Around 80 people were in line at Stevenson High School at 1980 Lafayette Ave., the line winding out of the school doors, along an L-shaped pathway and bending onto the sidewalk. Cars were doubled parked along a side street as voters hopped out to join the wait. At around 4:45 p.m., a poll worker walked to the far end of the line to make a warm welcoming speech and recommend that voters check their polling site, because some might need to go to the 174th Street site nearby. Jamar, standing about 20 people from the front entrance, said he’d been in line for 20 minutes—nothing like the friend who had spent two or three hours in line in Manhattan on the weekend. “That was disgusting,” Jamar, a first-time voter said. He had been worried about the wait and the health risks of voting in person. “But the lines aren’t that bad at all.”

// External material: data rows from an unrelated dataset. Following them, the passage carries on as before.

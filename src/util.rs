use std::sync::{
    atomic::{AtomicU64, Ordering},
    Mutex, MutexGuard, PoisonError,
};

static NEXT_ID: AtomicU64 = AtomicU64::new(1);

/// Returns a process wide unique identifier.
/// Used to tell globes, layers and elevation models apart in notifications and cache keys.
pub(crate) fn unique_id() -> u64 {
    NEXT_ID.fetch_add(1, Ordering::Relaxed)
}

/// Locks the mutex, recovering the data if a worker panicked while holding the lock.
pub(crate) fn lock<T>(mutex: &Mutex<T>) -> MutexGuard<'_, T> {
    mutex.lock().unwrap_or_else(PoisonError::into_inner)
}

/// Maps a mime type like `image/png` to the file suffix used in the local tile cache.
pub fn suffix_for_mime_type(mime_type: &str) -> &str {
    match mime_type {
        "image/jpeg" | "image/jpg" => "jpg",
        "image/tiff" => "tif",
        "application/bil16" | "application/bil32" | "application/bil" => "bil",
        _ => mime_type
            .rsplit_once('/')
            .map_or(mime_type, |(_, suffix)| suffix),
    }
}

#[cfg(test)]
mod tests {
    use super::*;

    #[test]
    fn mime_type_suffixes() {
        assert_eq!(suffix_for_mime_type("image/png"), "png");
        assert_eq!(suffix_for_mime_type("image/jpeg"), "jpg");
        assert_eq!(suffix_for_mime_type("application/bil16"), "bil");
        assert_eq!(suffix_for_mime_type("dds"), "dds");
    }

    #[test]
    fn unique_ids_increase() {
        let a = unique_id();
        let b = unique_id();
        assert!(b > a);
    }
}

There were 10 or so people at 5 p.m. waiting outside the Bronx River Community Center at 1619 East 174th Street, where on Saturday the line had wound around the walkways of the NYCHA development, its end not visible from the polling place door. Every morning of early voting so far, there have been several seniors lined up at the voting site well before the polls open. A staffer described the atmosphere in the line as serious, all-business.
At Tremont United Methodist Church at 1951 Washington Ave., there was no line even at 5:15 p.m., when people might be expected to be queuing up after work. Twelve blocks away at 5:45 p.m., a short line was queued up outside the Thomas C. Giordano Middle School at 2502 Lorillard Place, but it moved briskly. Voters yielded to let people using walkers and wheelchairs cut to the beginning of the line.
Across the intersection, as teenagers played ball on a huge asphalt playground behind her, a volunteer was working the crowd for Shanequa Charles, who is running for the 78th Assembly District as a write-in candidate. “Shanequa Charles. Write her in. Write her in,” she boomed through a megaphone, her voice showing the strain of several hours of shouting. “For those of you who are tired of this bullhorn, I apologize.”